I contend this is a game played by cabin staff. I can just hear them in the galley whispering amongst themselves:

“OK I bet you all the wine not drunk by passengers in first class that anyone in Row C will be the first to complain it’s now too cold.”

 No way. I’ll add to the bet my night of sex with the pilot I’m due on arrival. Definitely someone in Row E.”

 Sometimes this game comes with a twist. One section of the cabin is cold enough to have pubic hair crackle, whist another hot enough to melt the wax in your ears.

Whatever, if you expect me to fly with you, I care far less about the plane possibly having an out of control electric nanny that Cabin Crew can do nothing about, than being bloody uncomfortable, which they can.

...and another thing

On the subject of comfort, Malta is blessed with a smorgasbord of airlines to fly to the UK. However, with the honourable exception of Air Malta they are all budget airlines with no seat recline.

 Now, I am the first to accept that sitting ramrod straight like some demented Presbyterian on a church pew for a couple of hours is not the end of the world, but Malta to London is over three hours. To Edinburgh it’s four.

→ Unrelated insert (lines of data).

//! Path utilities for Colosseum data directories

use std::path::PathBuf;
use std::sync::OnceLock;

/// Global storage for custom data directory path
static DATA_DIR: OnceLock<PathBuf> = OnceLock::new();

/// Initialize the data directory with an optional custom path.
/// Must be called early in main() before any other path functions are used.
/// If custom_path is None, uses the default ~/.colosseum location.
pub fn init_data_dir(custom_path: Option<PathBuf>) {
    let path = custom_path.unwrap_or_else(default_data_dir);
    if DATA_DIR.set(path.clone()).is_err() {
        let existing = DATA_DIR
            .get()
            .map(|p| p.display().to_string())
            .unwrap_or_else(|| "<unknown>".to_string());
        tracing::debug!(
            path = %path.display(),
            existing = %existing,
            "Data directory already initialized"
        );
    }
}

/// Get the default data directory path (~/.colosseum)
fn default_data_dir() -> PathBuf {
    dirs::home_dir()
        .map(|h| h.join(".colosseum"))
        .unwrap_or_else(|| PathBuf::from(".colosseum"))
}

/// Get the base data directory.
/// Returns the custom path if set via init_data_dir(), otherwise ~/.colosseum
pub fn data_dir() -> PathBuf {
    DATA_DIR.get().cloned().unwrap_or_else(default_data_dir)
}

/// Get the database file path (~/.colosseum/colosseum.db)
pub fn database_path() -> PathBuf {
    data_dir().join("colosseum.db")
}

/// Get the logs directory (~/.colosseum/logs)
pub fn logs_dir() -> PathBuf {
    data_dir().join("logs")
}

/// Get the default log file path (~/.colosseum/logs/colosseum.log)
pub fn log_file_path() -> PathBuf {
    logs_dir().join("colosseum.log")
}

/// Get the config file path (~/.colosseum/config.toml)
pub fn config_path() -> PathBuf {
    data_dir().join("config.toml")
}
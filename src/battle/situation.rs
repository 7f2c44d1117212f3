//! Natural-language rendering of a request for a decision service

use std::fmt::Write as _;

use super::request::{ChoiceKind, SideRequest};
use super::state::Side;

/// Default number of protocol lines included in a situation
pub const DEFAULT_LOG_TAIL_LINES: usize = 40;

/// Renders a raw request plus battle context into a prompt
pub trait SituationFormatter: Send + Sync {
    fn describe(&self, side: Side, request: &SideRequest, log: &[String], turn: u32) -> String;
}

/// Plain-text formatter: header, recent protocol lines, enumerated options
#[derive(Debug, Clone)]
pub struct PlainSituationFormatter {
    tail_lines: usize,
}

impl Default for PlainSituationFormatter {
    fn default() -> Self {
        Self::new(DEFAULT_LOG_TAIL_LINES)
    }
}

impl PlainSituationFormatter {
    pub fn new(tail_lines: usize) -> Self {
        Self { tail_lines }
    }

    fn recent_lines<'a>(&self, log: &'a [String]) -> Vec<&'a str> {
        let lines: Vec<&str> = log
            .iter()
            .flat_map(|chunk| chunk.lines())
            .filter(|line| !line.trim().is_empty() && *line != "|")
            .collect();
        let skip = lines.len().saturating_sub(self.tail_lines);
        lines[skip..].to_vec()
    }
}

impl SituationFormatter for PlainSituationFormatter {
    fn describe(&self, side: Side, request: &SideRequest, log: &[String], turn: u32) -> String {
        let mut out = String::new();
        let _ = writeln!(out, "You are player {}. Turn {}.", side, turn);

        let recent = self.recent_lines(log);
        if !recent.is_empty() {
            let _ = writeln!(out, "\nRecent battle log:");
            for line in recent {
                let _ = writeln!(out, "{}", line);
            }
        }

        let Some(constraints) = request.constraints() else {
            let _ = writeln!(out, "\nNo action is required right now.");
            return out;
        };

        let _ = writeln!(out);
        match constraints.kind {
            ChoiceKind::TeamPreview => {
                let _ = writeln!(out, "Team preview. Your team:");
                for (i, member) in constraints.roster.iter().enumerate() {
                    let _ = writeln!(out, "  {}: {}", i + 1, member.species);
                }
                let _ = writeln!(
                    out,
                    "Answer \"default\" or a six-digit lead order such as \"123456\"."
                );
                return out;
            }
            ChoiceKind::ForcedSwitch => {
                let _ = writeln!(out, "Your active Pokemon fainted. You must switch.");
            }
            ChoiceKind::Active => {
                if constraints.trapped {
                    let _ = writeln!(out, "You are trapped and cannot switch.");
                }
            }
        }

        let _ = writeln!(out, "Your options:");
        for (i, option) in constraints.moves.iter().enumerate() {
            if constraints.kind != ChoiceKind::Active {
                break;
            }
            let note = if option.disabled { " (disabled)" } else { "" };
            let _ = writeln!(out, "  move {}: {}{}", i + 1, option.name, note);
        }
        for (i, member) in constraints.roster.iter().enumerate() {
            let slot = i + 1;
            let note = if member.active {
                " (active)"
            } else if member.fainted {
                " (fainted)"
            } else if !constraints.switch_allowed(slot) {
                " (unavailable)"
            } else {
                ""
            };
            let _ = writeln!(out, "  switch {}: {}{}", slot, member.species, note);
        }
        out
    }
}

 So, pay attention, EasyJet, Ryan Air etc. If you want a way you can gouge a few extra pounds for seats, it ain’t leg room. Chuck in a few rows of seats with recline and charge real extra money.

...and another thing

After being boiled then frozen and with a back stiffer than a teenage boy in a room full of Playboy bunnies, I stumble off the plane to claim my bags.

I have actually been to over 115 countries, (and many different destinations in each) and yet I have never arrived at Heathrow or Gatwick in the UK or indeed any other major airport at a gate that is not a time zone away from customs and baggage.

If any reader has got off a plane and turned immediately into customs can you tell me where you came from? It must be Narnia, Mordor, or Hogwarts but nowhere any mortal I know boarded from.

Still, at least a plane journey makes you sweat more than a work out in the gym and balances out the high calorie nonsense that passes as airline food… but my ranting on airline food was a previous blog! Safe travels.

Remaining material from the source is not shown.